The wait is finally over. It’s here in all its multi-touch glory – at long last Apple’s eagerly anticipated iPhone is on UK shores.
NOTE: This review was originally published in November 2007. Here’s our original hands on review from the US launch, too.
Since it was announced at Macworld back in January and every tech blog, gadget mag and newspaper declared it ‘the greatest thing since oxygen’, any self-respecting gadgeteer has been clamouring after this Holy Grail of technology. And can it live up to the hype? Of course, it can – in almost every way.
Hold the iPhone in your hand and it feels space age (the image of planet earth that’s set as the default wallpaper might have something to do with that) while the huge 3.5in screen and one-button front make it look like a prop from a sci-fi movie.
The wow factor
The ‘wow’ moments start at the very beginning. Unlike most phones – which require a certain combination of button presses to unlock – the iPhone has an on-screen bar which you slide to the right with your finger to be immediately plunged into its icon driven main menu.
And it’s these wonders of the multi-touch interface that really make the iPhone so special. Touchscreen tech is nothing new in itself but Apple is the first to implement it in a way that makes something as every day as navigating menus so fresh, fun and so gloriously intuitive. Browsing the web is the same and in some ways is even more pleasurable on an iPhone than a PC or Mac.
Rather than just the single-fingered prodding that we’ve seen so many times before, the iPhone’s multi-touch screen can detect the presence of more than one digit. Pictures can now be browsed with a flick of the finger while pinching your fingers together or moving them apart again zooms in and out.
Despite the choice of merely 8GB or 16GB of storage, the iPhone’s also up there with the Touch as the greatest iPod ever made. CoverFlow browsing (which, thanks to the accelerometer, activates automatically when you turn the iPhone on its side) is easily the coolest way to flick through your music, and the new iTunes Wi-Fi Music Store lets you download tracks from any hotspot directly to the iPhone – you can even choose from the high-quality DRM-free fare on iTunes Plus.
Don’t believe the hype?
Any gadget that gets hyped as much as the iPhone will always have some niggling issues which let it down and with the iPhone it’s really the lack of 3G. The EDGE network that O2 has put in place is noticeably quicker than the snail’s-pace GPRS but it still somewhat cripples what is normally an awesome browsing experience. Luckily iPhone owners on O2 contracts get free access to all 7500 Wi-Fi hotspots run by The Cloud.
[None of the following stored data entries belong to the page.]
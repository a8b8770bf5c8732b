//! Cache entries for packs and items
//!
//! A pack entry owns the map of item entries materialized from it; both
//! kinds share the [`Stage`] lifecycle, a refcount, a retain timer, and
//! a pending-waiter list that coalesces concurrent requests for the same
//! not-yet-ready resource into a single underlying load.
//!
//! Entries hold no references to each other or to the registry. All
//! cross-entry effects (dependency refcounts, fan-in signaling, item
//! unit release) are applied by the registry, which owns the arena.

pub mod fan_in;
pub mod item;
pub mod pack;
pub mod stage;

pub use fan_in::FanIn;
pub use item::ItemCache;
pub use pack::PackCache;
pub use stage::Stage;

use crate::manifest::{ItemId, PackId};

/// Callback invoked once a load request settles
pub type DoneCallback = Box<dyn FnOnce(bool) + Send>;

/// A party waiting for a pack load to settle.
///
/// Cross-entry completions are ids resolved by the registry, never
/// closures capturing it.
pub(crate) enum PackWaiter {
    /// An external caller's completion callback
    External(DoneCallback),
    /// A dependent pack's fan-in slot to signal
    Dependent { pack: PackId, slot: usize },
    /// An item request sequenced behind the pack load
    ItemRequest { item: ItemId, done: DoneCallback },
}

/// Outcome of a refcount decrement
#[derive(Debug, Clone, Copy, PartialEq, Eq)]
pub enum DecOutcome {
    /// Refcount still positive
    Active,
    /// Reached zero; parked in `Retained` with the timer armed
    Parked,
    /// Reached zero with retention off; marked for eviction
    MarkedDead,
}

impl DecOutcome {
    /// Whether the decrement brought the refcount to zero
    pub fn reached_zero(&self) -> bool {
        !matches!(self, Self::Active)
    }
}
//! Fan-in aggregation for dependency loads
//!
//! A pack load waits for its own image fetch plus one slot per
//! dependency. The group fires exactly once, after every slot has
//! signaled, with the AND of all results. It deliberately keeps
//! accepting signals after an early failure: firing early would leave
//! in-flight dependency loads completing into a dead group.
//!
//! No locking: all signals are delivered on the registry thread.

/// Counter-based fan-in over a fixed number of slots
#[derive(Debug)]
pub struct FanIn {
    expected: usize,
    received: usize,
    all_ok: bool,
    signaled: Vec<bool>,
}

impl FanIn {
    /// Create a group expecting `expected` signals
    pub fn new(expected: usize) -> Self {
        Self {
            expected,
            received: 0,
            all_ok: true,
            signaled: vec![false; expected],
        }
    }

    /// Record the result for one slot.
    ///
    /// Returns `Some(aggregate)` when this was the final outstanding
    /// slot, `None` otherwise. Signaling the same slot twice is a
    /// programming defect, not an expected failure.
    pub fn signal(&mut self, slot: usize, success: bool) -> Option<bool> {
        debug_assert!(slot < self.expected, "fan-in slot {} out of range", slot);
        debug_assert!(!self.signaled[slot], "fan-in slot {} signaled twice", slot);

        self.signaled[slot] = true;
        self.received += 1;
        self.all_ok &= success;

        if self.received == self.expected {
            Some(self.all_ok)
        } else {
            None
        }
    }

    /// Whether every slot has signaled
    pub fn is_complete(&self) -> bool {
        self.received == self.expected
    }

    /// Number of slots still outstanding
    pub fn outstanding(&self) -> usize {
        self.expected - self.received
    }
}
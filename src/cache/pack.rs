//! Per-pack cache entry
//!
//! Owns the pack's lifecycle state, its item entries, and the fan-in
//! bookkeeping for an in-flight load (one slot per dependency plus one
//! for the pack's own image fetch). The registry drives all transitions;
//! this type never touches other entries.

use crate::cache::fan_in::FanIn;
use crate::cache::stage::Stage;
use crate::cache::{DecOutcome, ItemCache, PackWaiter};
use crate::loader::PackBytes;
use crate::manifest::{ItemId, PackDescriptor};
use std::collections::HashMap;
use std::sync::Arc;
use tokio::task::JoinHandle;
use tracing::{error, warn};

/// Fan-in state for an in-flight pack load
pub struct PendingLoad {
    /// One slot per dependency, plus the own-image slot
    pub group: FanIn,
    /// Slot index reserved for the pack's own image fetch
    pub own_slot: usize,
    /// Fetched image bytes, parked until the group completes
    pub bytes: Option<PackBytes>,
    /// First failure reported into the group, for diagnostics
    pub error: Option<String>,
    /// Spawned fetch task, aborted on whole-cache teardown
    pub task: Option<JoinHandle<()>>,
}

/// Cache entry for one pack and the items materialized from it
pub struct PackCache {
    descriptor: Arc<PackDescriptor>,
    stage: Stage,
    refcount: u32,
    retain_remaining: f64,
    waiters: Vec<PackWaiter>,
    items: HashMap<ItemId, ItemCache>,
    handle: Option<PackBytes>,
    pending: Option<PendingLoad>,
    /// Whether this pack currently holds one refcount unit on each of
    /// its dependencies (pinned when its load is requested and on
    /// reactivation, released when its own refcount reaches zero or
    /// its load fails).
    holds_dep_refs: bool,
}

impl PackCache {
    pub fn new(descriptor: Arc<PackDescriptor>) -> Self {
        Self {
            descriptor,
            stage: Stage::Created,
            refcount: 0,
            retain_remaining: 0.0,
            waiters: Vec::new(),
            items: HashMap::new(),
            handle: None,
            pending: None,
            holds_dep_refs: false,
        }
    }

    pub fn descriptor(&self) -> &Arc<PackDescriptor> {
        &self.descriptor
    }

    pub fn id(&self) -> &str {
        &self.descriptor.id
    }

    pub fn stage(&self) -> Stage {
        self.stage
    }

    pub fn refcount(&self) -> u32 {
        self.refcount
    }

    /// Raw pack image, present iff the stage is loaded/retained
    pub fn handle(&self) -> Option<PackBytes> {
        self.handle.clone()
    }

    pub fn holds_dep_refs(&self) -> bool {
        self.holds_dep_refs
    }

    pub fn item(&self, id: &str) -> Option<&ItemCache> {
        self.items.get(id)
    }

    pub fn item_mut(&mut self, id: &str) -> Option<&mut ItemCache> {
        self.items.get_mut(id)
    }

    pub fn items(&self) -> impl Iterator<Item = &ItemCache> {
        self.items.values()
    }

    pub fn live_item_count(&self) -> usize {
        self.items.len()
    }

    /// Whether an item entry exists; creating one costs the pack a
    /// refcount unit, which the registry accounts for.
    pub fn has_item_entry(&self, id: &str) -> bool {
        self.items.contains_key(id)
    }

    /// Insert a fresh item entry. The registry pairs this with one
    /// `inc_ref` on the pack ("this pack is needed because it owns a
    /// live item").
    pub fn insert_item(&mut self, id: ItemId) -> &mut ItemCache {
        debug_assert!(!self.items.contains_key(&id));
        self.items.entry(id.clone()).or_insert_with(|| ItemCache::new(id))
    }

    /// Remove an evicted item entry; the registry releases the matching
    /// pack refcount unit.
    pub fn remove_item(&mut self, id: &str) -> Option<ItemCache> {
        self.items.remove(id)
    }

    pub(crate) fn push_waiter(&mut self, waiter: PackWaiter) {
        self.waiters.push(waiter);
    }

    pub(crate) fn take_waiters(&mut self) -> Vec<PackWaiter> {
        std::mem::take(&mut self.waiters)
    }

    pub fn waiter_count(&self) -> usize {
        self.waiters.len()
    }

    /// Created -> Loading with fan-in bookkeeping attached
    pub fn begin_load(&mut self, pending: PendingLoad) {
        debug_assert_eq!(self.stage, Stage::Created);
        self.stage = Stage::Loading;
        self.pending = Some(pending);
    }

    pub fn pending_mut(&mut self) -> Option<&mut PendingLoad> {
        self.pending.as_mut()
    }

    /// Settle the in-flight load once the fan-in completed. On success
    /// the parked image bytes become the live handle; the registry then
    /// drains the waiters.
    pub fn settle(&mut self, success: bool) {
        debug_assert_eq!(self.stage, Stage::Loading);
        let pending = self.pending.take();
        if success {
            self.handle = pending.and_then(|p| p.bytes);
            debug_assert!(self.handle.is_some(), "settled loaded without image bytes");
            self.stage = Stage::Loaded;
        } else {
            self.stage = Stage::Unloading;
        }
    }

    /// Register one more holder. Returns true when this reactivated a
    /// retained entry; the registry then re-acquires dependency refs.
    pub fn inc_ref(&mut self) -> bool {
        match self.stage {
            Stage::Created | Stage::Loading | Stage::Loaded => {
                self.refcount += 1;
                false
            }
            Stage::Retained => {
                self.refcount += 1;
                self.stage = Stage::Loaded;
                self.retain_remaining = 0.0;
                true
            }
            Stage::Unloading | Stage::Unloaded => {
                error!(pack = %self.descriptor.id, stage = %self.stage, "inc_ref on dead pack entry");
                false
            }
        }
    }

    /// Release one holder. Reaching zero parks the pack (retention on)
    /// or marks it dead; either way the registry cascades the release
    /// of dependency refs.
    pub fn dec_ref(&mut self, retain_enabled: bool, retain_seconds: f64) -> DecOutcome {
        if self.refcount == 0 {
            warn!(pack = %self.descriptor.id, "dec_ref on pack with zero refcount");
            return DecOutcome::Active;
        }
        self.refcount -= 1;
        if self.refcount > 0 {
            return DecOutcome::Active;
        }
        if retain_enabled && self.stage == Stage::Loaded {
            self.stage = Stage::Retained;
            self.retain_remaining = retain_seconds;
            DecOutcome::Parked
        } else {
            if self.stage.is_loaded() {
                self.stage = Stage::Unloading;
            }
            self.retain_remaining = 0.0;
            DecOutcome::MarkedDead
        }
    }

    /// Park a freshly-settled pack that nobody holds. An item-only
    /// request whose item never took a pack unit lands here: the pack
    /// sits in `Retained` (or goes straight to `Unloading` with
    /// retention off) instead of lingering loaded at zero.
    pub fn park_if_unreferenced(&mut self, retain_enabled: bool, retain_seconds: f64) -> bool {
        if self.refcount > 0 || self.stage != Stage::Loaded {
            return false;
        }
        if retain_enabled {
            self.stage = Stage::Retained;
            self.retain_remaining = retain_seconds;
        } else {
            self.stage = Stage::Unloading;
        }
        true
    }

    /// Mark dependency refs as held (at load request or reactivation)
    pub fn set_holds_dep_refs(&mut self, held: bool) {
        self.holds_dep_refs = held;
    }

    /// Age the pack's own retain timer. Returns true on expiry.
    pub fn tick(&mut self, dt: f64) -> bool {
        if self.stage != Stage::Retained {
            return false;
        }
        self.retain_remaining -= dt;
        if self.retain_remaining <= 0.0 {
            self.stage = Stage::Unloading;
            true
        } else {
            false
        }
    }

    /// Age item retain timers; expired item ids are collected and
    /// evicted by the registry after the pass, never mid-iteration.
    pub fn tick_items(&mut self, dt: f64) -> Vec<ItemId> {
        let mut expired = Vec::new();
        for (id, item) in self.items.iter_mut() {
            if item.tick(dt) {
                expired.push(id.clone());
            }
        }
        expired
    }

    /// Hard teardown: dispose every item entry (bypassing refcounts),
    /// abort any in-flight fetch, drop the handle. A positive refcount
    /// at this point on a live pack is a leak worth a diagnostic; the
    /// unload proceeds regardless.
    pub fn unload(&mut self) {
        if self.stage == Stage::Unloaded {
            return;
        }
        for item in self.items.values_mut() {
            item.dispose();
        }
        self.items.clear();

        if self.refcount > 0 && !matches!(self.stage, Stage::Retained | Stage::Unloading) {
            warn!(
                pack = %self.descriptor.id,
                refcount = self.refcount,
                "unloading pack with outstanding references"
            );
        }

        if let Some(pending) = self.pending.take() {
            if let Some(task) = pending.task {
                task.abort();
            }
        }
        self.handle = None;
        self.stage = Stage::Unloaded;
    }
}
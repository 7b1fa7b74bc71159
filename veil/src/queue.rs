//! Correlation queue of parked grant and map operations
//!
//! A grant or map request that succeeds does not complete: its context is
//! parked here together with the completion the caller waits on. A later
//! revoke/unmap, or a cancellation, removes it again. Removal is the only
//! way out, so whichever path removes an entry first owns its teardown and
//! every other path sees not-found.

use std::collections::HashMap;
use std::sync::{Arc, Condvar, Mutex};
use std::time::Duration;

use crate::error::Status;
use crate::gnttab::{GrantContext, MapContext};
use crate::queue_lock;
use crate::sync::QueueLock;
use crate::types::{ClientId, OperationKind, RequestId};

/// Context owned by a parked operation
pub enum PendingOp {
    Grant(GrantContext),
    Map(MapContext),
}

impl PendingOp {
    pub fn kind(&self) -> OperationKind {
        match self {
            PendingOp::Grant(_) => OperationKind::Grant,
            PendingOp::Map(_) => OperationKind::Map,
        }
    }
}

/// One-shot completion of a parked request
#[derive(Debug, Default)]
pub struct Completion {
    status: Mutex<Option<Status>>,
    cond: Condvar,
}

impl Completion {
    pub fn new() -> Self {
        Self::default()
    }

    /// Complete with `status`; returns false if already completed
    pub fn complete(&self, status: Status) -> bool {
        let mut slot = self.status.lock().unwrap_or_else(|e| e.into_inner());
        if slot.is_some() {
            return false;
        }
        *slot = Some(status);
        self.cond.notify_all();
        true
    }

    pub fn status(&self) -> Option<Status> {
        *self.status.lock().unwrap_or_else(|e| e.into_inner())
    }

    pub fn wait(&self) -> Status {
        let slot = self.status.lock().unwrap_or_else(|e| e.into_inner());
        let slot = self
            .cond
            .wait_while(slot, |s| s.is_none())
            .unwrap_or_else(|e| e.into_inner());
        slot.unwrap_or(Status::Cancelled)
    }

    pub fn wait_timeout(&self, timeout: Duration) -> Option<Status> {
        let slot = self.status.lock().unwrap_or_else(|e| e.into_inner());
        let (slot, _) = self
            .cond
            .wait_timeout_while(slot, timeout, |s| s.is_none())
            .unwrap_or_else(|e| e.into_inner());
        *slot
    }
}

/// Caller's view of a request that returned pending
#[derive(Debug, Clone)]
pub struct PendingRequest {
    id: RequestId,
    completion: Arc<Completion>,
}

impl PendingRequest {
    pub fn new(id: RequestId, completion: Arc<Completion>) -> Self {
        Self { id, completion }
    }

    pub fn id(&self) -> RequestId {
        self.id
    }

    pub fn status(&self) -> Option<Status> {
        self.completion.status()
    }

    pub fn is_complete(&self) -> bool {
        self.completion.status().is_some()
    }

    pub fn wait(&self) -> Status {
        self.completion.wait()
    }

    pub fn wait_timeout(&self, timeout: Duration) -> Option<Status> {
        self.completion.wait_timeout(timeout)
    }
}

struct Parked {
    op: PendingOp,
    completion: Arc<Completion>,
}

pub struct PendingQueue {
    entries: QueueLock<HashMap<RequestId, Parked>>,
}

impl Default for PendingQueue {
    fn default() -> Self {
        Self::new()
    }
}

impl PendingQueue {
    pub fn new() -> Self {
        Self {
            entries: queue_lock!(HashMap::new(), "PENDING_QUEUE"),
        }
    }

    /// Park `op` under `id`
    ///
    /// On a duplicate id the operation is handed back untouched.
    pub fn insert(&self, id: RequestId, op: PendingOp) -> Result<PendingRequest, PendingOp> {
        let mut entries = self.entries.lock();
        if entries.contains_key(&id) {
            return Err(op);
        }

        let completion = Arc::new(Completion::new());
        entries.insert(
            id,
            Parked {
                op,
                completion: completion.clone(),
            },
        );
        Ok(PendingRequest::new(id, completion))
    }

    pub fn contains(&self, id: &RequestId) -> bool {
        self.entries.lock().contains_key(id)
    }

    /// Read a parked operation in place, under the queue lock
    pub fn peek<R>(&self, id: &RequestId, f: impl FnOnce(&PendingOp) -> R) -> Option<R> {
        let entries = self.entries.lock();
        entries.get(id).map(|parked| f(&parked.op))
    }

    /// Take a parked operation out, together with its completion
    pub fn remove(&self, id: &RequestId) -> Option<(PendingOp, Arc<Completion>)> {
        self.entries
            .lock()
            .remove(id)
            .map(|parked| (parked.op, parked.completion))
    }

    /// Ids of every operation `client` has parked
    pub fn ids_for(&self, client: ClientId) -> Vec<RequestId> {
        self.entries
            .lock()
            .keys()
            .filter(|id| id.client == client)
            .copied()
            .collect()
    }

    /// Take every parked operation out
    pub fn drain(&self) -> Vec<(PendingOp, Arc<Completion>)> {
        self.entries
            .lock()
            .drain()
            .map(|(_, parked)| (parked.op, parked.completion))
            .collect()
    }

    pub fn len(&self) -> usize {
        self.entries.lock().len()
    }

    pub fn is_empty(&self) -> bool {
        self.entries.lock().is_empty()
    }
}

#[cfg(test)]
mod tests {
    use super::*;
    use std::thread;

    #[test]
    fn test_completion_first_wins() {
        let completion = Completion::new();
        assert!(completion.complete(Status::Success));
        assert!(!completion.complete(Status::Cancelled));
        assert_eq!(completion.status(), Some(Status::Success));
        assert_eq!(completion.wait(), Status::Success);
    }

    #[test]
    fn test_completion_wakes_waiter() {
        let completion = Arc::new(Completion::new());
        let request = PendingRequest::new(RequestId::grant(ClientId(1), 1), completion.clone());
        let waiter = thread::spawn(move || request.wait_timeout(Duration::from_secs(5)));
        thread::sleep(Duration::from_millis(10));
        completion.complete(Status::Cancelled);
        assert_eq!(waiter.join().unwrap(), Some(Status::Cancelled));
    }

    #[test]
    fn test_wait_timeout_expires() {
        let completion = Completion::new();
        assert_eq!(completion.wait_timeout(Duration::from_millis(5)), None);
    }
}
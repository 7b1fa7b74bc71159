//! Shared fixtures for the integration tests

#![allow(dead_code)]

use std::sync::Arc;

use nyx_veil::bus::{Bus, Loopback};
use nyx_veil::config::DeviceConfig;
use nyx_veil::gnttab::{GrantRequest, MapRequest};
use nyx_veil::types::{DomainId, GrantFlags, GrantRef, LocalPort, MAX_PAGES};
use nyx_veil::Device;

pub const SELF: DomainId = DomainId(0);
pub const PEER: DomainId = DomainId(1);

/// Device over a loopback large enough for the biggest legal grant
pub fn device() -> (Arc<Loopback>, Device) {
    let lb = Arc::new(Loopback::new(SELF, 2 * MAX_PAGES as u64 + 64, 4));
    let config = DeviceConfig {
        deferred_workers: 4,
        ..DeviceConfig::default()
    };
    let device = Device::new(Bus::loopback(lb.clone()), &config).expect("device");
    (lb, device)
}

pub fn grant_request(remote: DomainId, pages: u32, request_id: u64) -> GrantRequest {
    GrantRequest {
        remote,
        pages,
        flags: GrantFlags::empty(),
        notify_offset: 0,
        notify_port: LocalPort(0),
        request_id,
    }
}

pub fn map_request(references: Vec<GrantRef>, request_id: u64) -> MapRequest {
    MapRequest {
        remote: SELF,
        pages: references.len() as u32,
        flags: GrantFlags::empty(),
        notify_offset: 0,
        notify_port: LocalPort(0),
        request_id,
        references,
    }
}
//! Veil - foreign-domain page sharing and event channel bridge
//!
//! Lets an unprivileged client:
//! - Share pages with a foreign domain (grants) and map pages it shared (maps)
//! - Bind event channels and wait on them through user events
//! - Use the shared key/value store, including watches
//!
//! The core talks to the hypervisor only through the traits in [`bus`];
//! [`bus::Loopback`] implements them in-process.

pub mod sync;

pub mod abi;
pub mod bus;
pub mod cleanup;
pub mod config;
pub mod device;
pub mod error;
pub mod event;
pub mod evtchn;
pub mod gnttab;
pub mod ipc;
pub mod queue;
pub mod store;
pub mod types;
pub mod watch;
pub mod worker;

pub use device::Device;
pub use error::{Result, Status, VeilError};
pub async fn process_request(request: IpcRequest, state: &Arc<VeilState>, session: &mut Session) -> IpcResponse {
    let client = session.client;

    match request {
        IpcRequest::Status => IpcResponse::Status {
            ready: state.device.is_ready(),
            clients: state.connected_clients(),
            pending: state.device.pending_count(),
            channels: state.device.channel_count(),
            watches: state.device.watch_count(),
            loopback: state.loopback.stats(),
        },

        IpcRequest::CreateEvent => {
            let (handle, _) = state.loopback.create_event(client);
            IpcResponse::Event { handle: handle.0 }
        }

        IpcRequest::CloseEvent { handle } => match state.loopback.close_event(client, EventHandle(handle)) {
            Ok(()) => success("Event closed"),
            Err(e) => VeilError::from(e).into(),
        },

        IpcRequest::WaitEvent { handle, timeout_ms } => {
            let event = match state.loopback.reference_event(client, EventHandle(handle)) {
                Ok(event) => event,
                Err(e) => return VeilError::from(e).into(),
            };
            let timeout = Duration::from_millis(timeout_ms);
            match blocking(state, move |_| Ok(event.wait_timeout(timeout))).await {
                Ok(signalled) => IpcResponse::Signalled { signalled },
                Err(e) => e.into(),
            }
        }

        IpcRequest::StoreRead { path } => {
            match blocking(state, move |s| s.device.store_read(&path)).await {
                Ok(value) => IpcResponse::Value { value },
                Err(e) => e.into(),
            }
        }

        IpcRequest::StoreWrite { path, value } => {
            match blocking(state, move |s| s.device.store_write(&path, &value)).await {
                Ok(()) => success("Value written"),
                Err(e) => e.into(),
            }
        }

        IpcRequest::StoreDirectory { path } => {
            match blocking(state, move |s| s.device.store_directory(&path)).await {
                Ok(entries) => IpcResponse::Entries { entries },
                Err(e) => e.into(),
            }
        }

        IpcRequest::StoreRemove { path } => {
            match blocking(state, move |s| s.device.store_remove(&path)).await {
                Ok(()) => success("Node removed"),
                Err(e) => e.into(),
            }
        }

        IpcRequest::StoreSetPermissions { path, permissions } => {
            let permissions: Vec<StorePermission> = permissions
                .iter()
                .map(|p| StorePermission {
                    domain: DomainId(p.domain),
                    mask: StorePermissionMask::from_bits_retain(p.mask),
                })
                .collect();
            match blocking(state, move |s| s.device.store_set_permissions(&path, &permissions)).await {
                Ok(()) => success("Permissions set"),
                Err(e) => e.into(),
            }
        }

        IpcRequest::AddWatch { path, event } => {
            match blocking(state, move |s| s.device.add_watch(client, &path, EventHandle(event))).await {
                Ok(watch) => IpcResponse::Watch { watch: watch.0 },
                Err(e) => e.into(),
            }
        }

        IpcRequest::RemoveWatch { watch } => {
            match blocking(state, move |s| s.device.remove_watch(client, WatchHandle(watch))).await {
                Ok(()) => success("Watch removed"),
                Err(e) => e.into(),
            }
        }

        IpcRequest::BindUnbound { remote, mask, event } => {
            let bound = blocking(state, move |s| {
                s.device
                    .bind_unbound_channel(client, DomainId(remote), mask, EventHandle(event))
            })
            .await;
            match bound {
                Ok(port) => IpcResponse::Port { port: port.0 },
                Err(e) => e.into(),
            }
        }

        IpcRequest::BindInterdomain {
            remote,
            remote_port,
            mask,
            event,
        } => {
            let bound = blocking(state, move |s| {
                s.device.bind_interdomain_channel(
                    client,
                    DomainId(remote),
                    LocalPort(remote_port),
                    mask,
                    EventHandle(event),
                )
            })
            .await;
            match bound {
                Ok(port) => IpcResponse::Port { port: port.0 },
                Err(e) => e.into(),
            }
        }

        IpcRequest::CloseChannel { port } => {
            match blocking(state, move |s| s.device.close_channel(client, LocalPort(port))).await {
                Ok(()) => success("Channel closed"),
                Err(e) => e.into(),
            }
        }

        IpcRequest::NotifyChannel { port } => match state.device.notify_channel(client, LocalPort(port)) {
            Ok(()) => success("Notified"),
            Err(e) => e.into(),
        },

        IpcRequest::UnmaskChannel { port } => match state.device.unmask_channel(client, LocalPort(port)) {
            Ok(()) => success("Unmasked"),
            Err(e) => e.into(),
        },

        IpcRequest::PermitForeignAccess {
            remote,
            pages,
            flags,
            notify_offset,
            notify_port,
            request_id,
        } => {
            let request = GrantRequest {
                remote: DomainId(remote),
                pages,
                flags: GrantFlags::from_bits_truncate(flags),
                notify_offset,
                notify_port: LocalPort(notify_port),
                request_id,
            };
            let parked = blocking(state, move |s| s.device.permit_foreign_access(client, &request)).await;
            park(session, parked)
        }

        IpcRequest::GetGrantResult { request_id } => {
            let result = blocking(state, move |s| grant_result_any_size(&s.device, client, request_id)).await;
            match result {
                Ok(result) => IpcResponse::Grant {
                    address: result.address.0,
                    references: result.references.iter().map(|r| r.0).collect(),
                },
                Err(e) => e.into(),
            }
        }

        IpcRequest::RevokeForeignAccess { request_id } => {
            let revoked = blocking(state, move |s| s.device.revoke_foreign_access(client, request_id)).await;
            match revoked {
                Ok(()) => {
                    session.pending.remove(&RequestId::grant(client, request_id));
                    success("Grant revoked")
                }
                Err(e) => e.into(),
            }
        }

        IpcRequest::MapForeignPages {
            remote,
            flags,
            notify_offset,
            notify_port,
            request_id,
            references,
        } => {
            let request = MapRequest {
                remote: DomainId(remote),
                pages: references.len() as u32,
                flags: GrantFlags::from_bits_truncate(flags),
                notify_offset,
                notify_port: LocalPort(notify_port),
                request_id,
                references: references.into_iter().map(GrantRef).collect(),
            };
            let parked = blocking(state, move |s| s.device.map_foreign_pages(client, &request)).await;
            park(session, parked)
        }

        IpcRequest::GetMapResult { request_id } => match state.device.get_map_result(client, request_id) {
            Ok(address) => IpcResponse::Address { address: address.0 },
            Err(e) => e.into(),
        },

        IpcRequest::UnmapForeignPages { request_id } => {
            let unmapped = blocking(state, move |s| s.device.unmap_foreign_pages(client, request_id)).await;
            match unmapped {
                Ok(()) => {
                    session.pending.remove(&RequestId::map(client, request_id));
                    success("Pages unmapped")
                }
                Err(e) => e.into(),
            }
        }

        IpcRequest::Cancel { kind, request_id } => {
            let id = RequestId {
                client,
                number: request_id,
                kind,
            };
            let pending = session.pending.remove(&id);
            let cancelled = blocking(state, move |s| Ok(s.device.cancel(id))).await;
            match (cancelled, pending) {
                (Ok(true), Some(pending)) => {
                    let status = blocking(state, move |_| Ok(pending.wait())).await;
                    match status {
                        Ok(status) => success(format!("Request cancelled ({status})")),
                        Err(e) => e.into(),
                    }
                }
                (Ok(true), None) => success("Request cancelled"),
                (Ok(false), _) => VeilError::not_found(format!("{id}")).into(),
                (Err(e), _) => e.into(),
            }
        }

        IpcRequest::ReadMemory { address, len } => match state.loopback.user_read(client, UserVa(address), len) {
            Ok(data) => IpcResponse::Memory { data },
            Err(e) => VeilError::from(e).into(),
        },

        IpcRequest::WriteMemory { address, data } => {
            match state.loopback.user_write(client, UserVa(address), &data) {
                Ok(()) => success(format!("{} bytes written", data.len())),
                Err(e) => VeilError::from(e).into(),
            }
        }

        IpcRequest::Inject { port } => {
            let cpu = port as usize % state.loopback.processors();
            match state.loopback.inject(LocalPort(port), cpu) {
                Ok(()) => success("Signal raised"),
                Err(e) => VeilError::from(e).into(),
            }
        }
    }
}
The much-criticised on-screen keyboard is also an issue, although we found that if you just put a bit of trust in your finger and try not to think about it too much, nine times out of ten it’ll hit the right letter. A little bit of haptic feedback would be nice, as would proper Bluetooth functionality; right now it’s limited to just pairing headsets and doesn’t support A2DP.
The recessed headphone jack is another puzzler. It means that the only buds that’ll work with your iPhone are the sub-standard pair bundled in the box. To use any others you’ll either need to hack away at the rubber on the jack or invest in a special adaptor – Griffin and Belkin both make one.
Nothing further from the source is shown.